Though the Washington Huskies hold the advantage over the Buffs among sports bookies, CU law student Jacob Rhoads wasn’t worried about Colorado’s chances.
“Why not? They’ve gotten this far,” he said, knocking back a locally brewed beer at The Sink in Boulder this week.
Rhoads, who got his undergraduate degree at CU, said he remembered not long ago the dismal games when few sections aside from the student section in Folsom saw much love from fans. That was not the case during the CU vs. Washington State game he attended Nov. 19, in which the Buffs came out winners.
“It was exciting — a lot of people were there with their families,” he said.
Fans sang the CU Fight song and Chip the Buffalo, the Buffs’ mascot, led the stadium in a giant mass clapping rally.
“The fan base at school is a lot bigger, and the vibe has been better,” said Ashley Kooker, a sophomore and a sister at Alpha Chi Omega sorority on University Hill. “Everybody has the same mentality about it. Everyone is going crazy around here.”
If the amount of Buffs gear CU students were wearing inside Norlin Library on campus was any indication of the excitement surrounding the team, it would not be an overstatement to say it’s approaching fever pitch.
“Everybody is happy to be a Buffs fan,” said Brett Dobson, a CU sophomore who was chasing down a book in the third-floor stacks this week.
Dobson has to work at his Williams Village dorm on Friday night, but he’ll be keeping an eye on the television as the game plays out. He’ll also be fending off antagonistic texts from his father back in California, who is a diehard Huskies fan.
“We’re a divided house,” he said.
There was no division at Buff Stuff Marketplace on University Hill, which indulges in all things Buffalo. General manager Alex Luttrell said anything in black — T-shirts, sweatshirts, hats — has been flying off the shelves.

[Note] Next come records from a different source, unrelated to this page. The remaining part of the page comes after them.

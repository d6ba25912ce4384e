//! Structured logging initialization for the FlashPost CLI.
//!
//! Supports both human-friendly and machine-readable (JSON) output formats,
//! with TTY detection and verbosity control. Logs always go to stderr so
//! stdout stays reserved for command results.

use std::io::{self, IsTerminal};
use tracing_subscriber::{
    EnvFilter,
    fmt::{self, format::FmtSpan},
    layer::SubscriberExt,
    util::SubscriberInitExt,
};

/// Filter used when `RUST_LOG` is not set.
///
/// Request tracing from the static server is only shown from `-v` up.
#[must_use]
pub const fn default_directive(verbose: u8, quiet: bool) -> &'static str {
    if quiet {
        return "flashpost=error";
    }
    match verbose {
        0 => "flashpost=info",
        1 => "flashpost=debug,tower_http=debug",
        _ => "flashpost=trace,tower_http=trace",
    }
}

/// Initialize the tracing subscriber based on CLI flags and environment.
///
/// # Arguments
///
/// * `robot_mode` - If true, output structured JSON logs for machine consumption
/// * `verbose` - Verbosity level: 0 = info, 1 = debug, 2+ = trace
/// * `quiet` - If true, suppress non-essential output (only errors)
///
/// # Environment Variables
///
/// * `RUST_LOG` - Override default filter (e.g., "flashpost=debug,tower_http=warn")
///
/// # Output Behavior
///
/// | Mode | TTY | Output |
/// |------|-----|--------|
/// | Robot | any | JSON lines to stderr |
/// | Human | yes | Pretty colored output to stderr |
/// | Human | no | Compact plain output to stderr |
pub fn init_logging(robot_mode: bool, verbose: u8, quiet: bool) {
    let filter = EnvFilter::try_from_default_env()
        .unwrap_or_else(|_| EnvFilter::new(default_directive(verbose, quiet)));

    if robot_mode {
        let fmt_layer = fmt::layer()
            .json()
            .with_target(true)
            .with_file(false)
            .with_line_number(false)
            .with_thread_ids(false)
            .with_span_events(FmtSpan::NONE)
            .with_writer(io::stderr);

        tracing_subscriber::registry()
            .with(filter)
            .with(fmt_layer)
            .init();
    } else if io::stderr().is_terminal() {
        let fmt_layer = fmt::layer()
            .with_target(false)
            .with_file(false)
            .with_line_number(false)
            .with_thread_ids(false)
            .with_span_events(FmtSpan::NONE)
            .with_writer(io::stderr);

        tracing_subscriber::registry()
            .with(filter)
            .with(fmt_layer)
            .init();
    } else {
        // Piped or redirected
        let fmt_layer = fmt::layer()
            .with_ansi(false)
            .with_target(false)
            .with_file(false)
            .with_line_number(false)
            .with_thread_ids(false)
            .with_span_events(FmtSpan::NONE)
            .compact()
            .with_writer(io::stderr);

        tracing_subscriber::registry()
            .with(filter)
            .with(fmt_layer)
            .init();
    }
}
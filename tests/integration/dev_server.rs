//! The static development server on a real socket.

use std::net::{IpAddr, Ipv4Addr};
use std::time::Duration;

use flashpost::error::FpError;
use flashpost::server::{ServerConfig, serve};
use tokio::io::{AsyncReadExt, AsyncWriteExt};
use tokio::net::TcpStream;
use tokio::sync::oneshot;

fn free_port() -> u16 {
    std::net::TcpListener::bind("127.0.0.1:0")
        .unwrap()
        .local_addr()
        .unwrap()
        .port()
}

async fn get(port: u16, path: &str) -> String {
    let mut stream = None;
    for _ in 0..50 {
        if let Ok(s) = TcpStream::connect(("127.0.0.1", port)).await {
            stream = Some(s);
            break;
        }
        tokio::time::sleep(Duration::from_millis(20)).await;
    }
    let mut stream = stream.expect("server did not start");
    stream
        .write_all(format!("GET {path} HTTP/1.1\r\nHost: localhost\r\nConnection: close\r\n\r\n").as_bytes())
        .await
        .unwrap();
    let mut response = String::new();
    stream.read_to_string(&mut response).await.unwrap();
    response
}

#[tokio::test]
async fn test_serves_until_shutdown() {
    let root = tempfile::tempdir().unwrap();
    std::fs::write(root.path().join("index.html"), "<h1>carousel</h1>").unwrap();
    std::fs::write(root.path().join("app.js"), "console.log(1)").unwrap();

    let config = ServerConfig {
        root: root.path().to_path_buf(),
        port: free_port(),
        bind: IpAddr::V4(Ipv4Addr::LOCALHOST),
    };
    let port = config.port;
    let (tx, rx) = oneshot::channel::<()>();
    let server = tokio::spawn(async move {
        serve(&config, async move {
            let _ = rx.await;
        })
        .await
    });

    let index = get(port, "/").await;
    assert!(index.starts_with("HTTP/1.1 200"), "{index}");
    assert!(index.to_ascii_lowercase().contains("content-type: text/html"));
    assert!(index.contains("<h1>carousel</h1>"));

    let script = get(port, "/app.js").await;
    assert!(script.to_ascii_lowercase().contains("content-type: text/javascript"));

    let missing = get(port, "/nope.css").await;
    assert!(missing.starts_with("HTTP/1.1 404"), "{missing}");
    assert!(missing.contains("404 Not Found"));

    tx.send(()).unwrap();
    server.await.unwrap().unwrap();
}

#[tokio::test]
async fn test_port_in_use_is_server_error() {
    let taken = std::net::TcpListener::bind("127.0.0.1:0").unwrap();
    let root = tempfile::tempdir().unwrap();
    let config = ServerConfig {
        root: root.path().to_path_buf(),
        port: taken.local_addr().unwrap().port(),
        bind: IpAddr::V4(Ipv4Addr::LOCALHOST),
    };

    let err = serve(&config, std::future::ready(())).await.unwrap_err();
    assert!(matches!(err, FpError::WebServerFailed { .. }));
    assert!(err.suggestion().is_some());
}

#[tokio::test]
async fn test_root_must_be_directory() {
    let file = tempfile::NamedTempFile::new().unwrap();
    let config = ServerConfig {
        root: file.path().to_path_buf(),
        ..ServerConfig::default()
    };
    let err = serve(&config, std::future::ready(())).await.unwrap_err();
    assert!(matches!(err, FpError::WebServerFailed { ref reason, .. } if reason.contains("not a directory")));
}
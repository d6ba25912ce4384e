//! User notification sinks.
//!
//! The exporter reports through a [`Notifier`] without knowing whether a
//! person is watching a terminal ([`HumanNotifier`]), a script is reading
//! JSON ([`RobotNotifier`]), or a test is inspecting the calls
//! ([`mock::RecordingNotifier`]).

mod human;
pub mod mock;
mod robot;

pub use human::HumanNotifier;
pub use robot::{RobotFormat, RobotNotifier};

use clap::ValueEnum;
use serde::{Deserialize, Serialize};

/// Toast severity.
#[derive(Debug, Clone, Copy, PartialEq, Eq, Hash, Serialize, Deserialize)]
#[serde(rename_all = "lowercase")]
pub enum Severity {
    Success,
    Info,
    Warning,
    Error,
}

/// Usage counters the notifier keeps.
#[derive(Debug, Clone, Copy, PartialEq, Eq, Hash, Serialize, Deserialize)]
#[serde(rename_all = "lowercase")]
pub enum StatCounter {
    Exports,
}

/// How to answer the degraded-retry prompt.
#[derive(Debug, Clone, Copy, Default, PartialEq, Eq, ValueEnum, Serialize, Deserialize)]
#[serde(rename_all = "lowercase")]
pub enum RetryPolicy {
    /// Ask on the terminal (declines when not interactive).
    #[default]
    Ask,
    Always,
    Never,
}

/// Sink for user-facing feedback.
pub trait Notifier: Send + Sync {
    fn show_toast(&self, message: &str, severity: Severity);

    /// Toggle the loading indicator. `message` is ignored when hiding.
    fn show_loading(&self, active: bool, message: Option<&str>);

    /// Report batch progress in percent.
    fn update_progress(&self, percent: u8, message: &str);

    fn update_stats(&self, counter: StatCounter);

    /// Ask a yes/no question.
    fn confirm(&self, question: &str) -> bool;
}
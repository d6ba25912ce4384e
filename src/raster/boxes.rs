//! Built-in box rasterizer.
//!
//! Paints element backgrounds, local images and text into an RGBA canvas.
//! Text is drawn as greeked glyph cells (one filled cell per character) with
//! advance widths that depend on the resolved font family, which is enough
//! for layout-faithful previews and export tests without a font stack.

use std::path::{Path, PathBuf};
use std::sync::mpsc::{self, RecvTimeoutError};
use std::thread;
use std::time::Duration;

use image::{Pixel, Rgba, RgbaImage, imageops};
use tracing::{debug, instrument, trace, warn};

use super::{CaptureOptions, RasterImage, Rasterizer};
use crate::document::{Document, ElementId, Rect, TRANSPARENT};
use crate::error::{CaptureErrorKind, FpError, Result};
use crate::image_ops::{decode_data_url, resize_into};

/// Largest canvas side in device pixels.
pub const MAX_CANVAS_SIDE: u32 = 16_384;
/// Largest canvas area in device pixels.
pub const MAX_CANVAS_AREA: u64 = 268_435_456;

const LINE_HEIGHT: f32 = 1.3;

/// Rasterizer painting element boxes without an external engine.
#[derive(Debug, Clone, Default)]
pub struct BoxRasterizer {
    /// Directory relative image paths resolve against.
    base_dir: Option<PathBuf>,
}

impl BoxRasterizer {
    #[must_use]
    pub fn new() -> Self {
        Self::default()
    }

    /// Resolve relative image sources against `dir`.
    #[must_use]
    pub fn with_base_dir(mut self, dir: impl Into<PathBuf>) -> Self {
        self.base_dir = Some(dir.into());
        self
    }

    fn load_image(&self, src: &str, options: &CaptureOptions<'_>) -> Result<RgbaImage> {
        if src.starts_with("http://") || src.starts_with("https://") {
            if !options.use_cors && !options.allow_taint {
                return Err(FpError::capture(
                    CaptureErrorKind::CrossOrigin,
                    format!("cross-origin image {src} blocked without CORS"),
                ));
            }
            return Err(FpError::capture(
                CaptureErrorKind::Network,
                format!("remote image {src} cannot be fetched; use a local file"),
            ));
        }

        if src.starts_with("data:") {
            let (_, bytes) = decode_data_url(src)?;
            let img = image::load_from_memory(&bytes).map_err(|e| {
                FpError::capture(CaptureErrorKind::Other, format!("bad inline image: {e}"))
            })?;
            return Ok(img.to_rgba8());
        }

        let path = Path::new(src);
        let path = match &self.base_dir {
            Some(base) if path.is_relative() => base.join(path),
            _ => path.to_path_buf(),
        };

        load_file(path, options.image_timeout)
    }
}

/// Decode `path` on a loader thread, giving up after `timeout`.
///
/// A stalled read leaves the loader thread parked; the capture moves on.
fn load_file(path: PathBuf, timeout: Duration) -> Result<RgbaImage> {
    let (tx, rx) = mpsc::channel();
    let worker_path = path.clone();
    thread::Builder::new()
        .name("flashpost-image-load".to_string())
        .spawn(move || {
            let _ = tx.send(image::open(&worker_path).map(|img| img.to_rgba8()));
        })
        .map_err(|e| {
            FpError::capture(
                CaptureErrorKind::Other,
                format!("could not start image loader: {e}"),
            )
        })?;

    match rx.recv_timeout(timeout) {
        Ok(Ok(img)) => Ok(img),
        Ok(Err(e)) => Err(FpError::capture(
            CaptureErrorKind::Network,
            format!("failed to load image {}: {e}", path.display()),
        )),
        Err(RecvTimeoutError::Timeout) => {
            warn!(path = %path.display(), "Image load timed out");
            Err(FpError::capture(
                CaptureErrorKind::Timeout,
                format!(
                    "image {} exceeded the {} ms load timeout",
                    path.display(),
                    timeout.as_millis()
                ),
            ))
        }
        Err(RecvTimeoutError::Disconnected) => Err(FpError::capture(
            CaptureErrorKind::Other,
            format!("image loader for {} exited without a result", path.display()),
        )),
    }
}

impl Rasterizer for BoxRasterizer {
    fn name(&self) -> &str {
        "box"
    }

    #[instrument(skip(self, document, options), fields(scale = options.scale))]
    fn capture(
        &self,
        document: &Document,
        target: ElementId,
        options: &CaptureOptions<'_>,
    ) -> Result<RasterImage> {
        if !options.scale.is_finite() || options.scale <= 0.0 {
            return Err(FpError::capture(
                CaptureErrorKind::Other,
                format!("invalid scale {}", options.scale),
            ));
        }

        let (width, height) = options.canvas_size();
        if width == 0 || height == 0 {
            return Err(FpError::capture(
                CaptureErrorKind::EmptyImage,
                format!("canvas would be {width}x{height}"),
            ));
        }
        if width > MAX_CANVAS_SIDE
            || height > MAX_CANVAS_SIDE
            || u64::from(width) * u64::from(height) > MAX_CANVAS_AREA
        {
            return Err(FpError::capture(
                CaptureErrorKind::Memory,
                format!("canvas {width}x{height} exceeds the pixel budget"),
            ));
        }

        let mut clone = document.clone_subtree(target).ok_or_else(|| {
            FpError::capture(CaptureErrorKind::Other, format!("element {target:?} vanished"))
        })?;
        if let Some(hook) = options.on_clone {
            hook(document, &mut clone);
        }

        let fill = options.background.unwrap_or(TRANSPARENT);
        let mut canvas = RgbaImage::from_pixel(width, height, fill);
        let cloned = &clone.document;

        for id in clone.elements() {
            if !cloned.is_rendered(id) || !cloned.is_visible(id) {
                trace!(?id, "Skipping hidden element");
                continue;
            }
            let (Some(element), Some(rect)) = (cloned.get(id), cloned.absolute_rect(id)) else {
                continue;
            };
            let rect = scale_rect(rect, options.scale);

            if let Some(bg) = element.style.background {
                fill_rect(&mut canvas, rect, bg);
            }

            if let Some(src) = &element.image {
                let img = self.load_image(src, options)?;
                let w = rect.width.round().max(1.0) as u32;
                let h = rect.height.round().max(1.0) as u32;
                let fit = element.style.object_fit.unwrap_or_default();
                let resized = resize_into(&img, w, h, fit);
                imageops::overlay(
                    &mut canvas,
                    &resized,
                    rect.x.round() as i64,
                    rect.y.round() as i64,
                );
            }

            if let Some(text) = &element.text {
                let font = cloned.resolved_font_family(id);
                let size = cloned.resolved_font_size(id) * options.scale;
                let color = cloned.resolved_color(id);
                paint_text(&mut canvas, rect, text, &font, size, color);
            }
        }

        let raster = RasterImage::new(canvas);
        if raster.is_empty() {
            warn!("Capture produced an empty raster");
            return Err(FpError::capture(
                CaptureErrorKind::EmptyImage,
                "capture produced an empty raster",
            ));
        }
        debug!(width = raster.width(), height = raster.height(), "Captured element");
        Ok(raster)
    }
}

fn scale_rect(rect: Rect, scale: f32) -> Rect {
    Rect::new(
        rect.x * scale,
        rect.y * scale,
        rect.width * scale,
        rect.height * scale,
    )
}

/// Source-over fill of `rect`, clipped to the canvas.
fn fill_rect(canvas: &mut RgbaImage, rect: Rect, color: Rgba<u8>) {
    if color.0[3] == 0 {
        return;
    }
    let x0 = rect.x.max(0.0).round() as u32;
    let y0 = rect.y.max(0.0).round() as u32;
    let x1 = ((rect.x + rect.width).round().max(0.0) as u32).min(canvas.width());
    let y1 = ((rect.y + rect.height).round().max(0.0) as u32).min(canvas.height());
    for y in y0..y1 {
        for x in x0..x1 {
            canvas.get_pixel_mut(x, y).blend(&color);
        }
    }
}

/// Advance width per character as a fraction of the font size.
fn advance_ratio(font_family: &str) -> f32 {
    let family = font_family.to_ascii_lowercase();
    if family.contains("mono") || family.contains("courier") {
        0.6
    } else if family.contains("serif") && !family.contains("sans") {
        0.5
    } else {
        0.55
    }
}

/// Greeked text: wraps on whitespace and clips to the element box.
fn paint_text(
    canvas: &mut RgbaImage,
    rect: Rect,
    text: &str,
    font_family: &str,
    size: f32,
    color: Rgba<u8>,
) {
    if size <= 0.0 || rect.width <= 0.0 {
        return;
    }
    let advance = size * advance_ratio(font_family);
    let line_height = size * LINE_HEIGHT;
    let per_line = ((rect.width / advance).floor() as usize).max(1);

    let mut line = 0usize;
    for paragraph in text.lines() {
        let mut column = 0usize;
        for word in paragraph.split_whitespace() {
            let len = word.chars().count();
            if column > 0 && column + 1 + len > per_line {
                line += 1;
                column = 0;
            } else if column > 0 {
                column += 1;
            }
            for _ in word.chars() {
                if column >= per_line {
                    line += 1;
                    column = 0;
                }
                let top = rect.y + line as f32 * line_height + (line_height - size) / 2.0;
                if top + size > rect.y + rect.height {
                    return;
                }
                let cell = Rect::new(
                    rect.x + column as f32 * advance + advance * 0.1,
                    top + size * 0.3,
                    advance * 0.8,
                    size * 0.7,
                );
                fill_rect(canvas, cell, color);
                column += 1;
            }
        }
        line += 1;
    }
}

He was expecting a shipment of Pac-12 South Division championship gear to hit his shelves Saturday.
Luttrell is thankful for the late-season business — a phenomenon he hasn’t been familiar with in quite some time.
“Generally by this time in the year,” he said, “they’re not in competition.”
oct. 1, 2016 • attendance 46,839. Colorado fans get fired up against Oregon State at Folsom Field.
nov. 1, 2014 • attendance 35,633. The crowd was thin the last time CU played Washington.
nov. 19, 2016 • attendance 48,658. Fans swarm the field after Colorado defeated Washington State.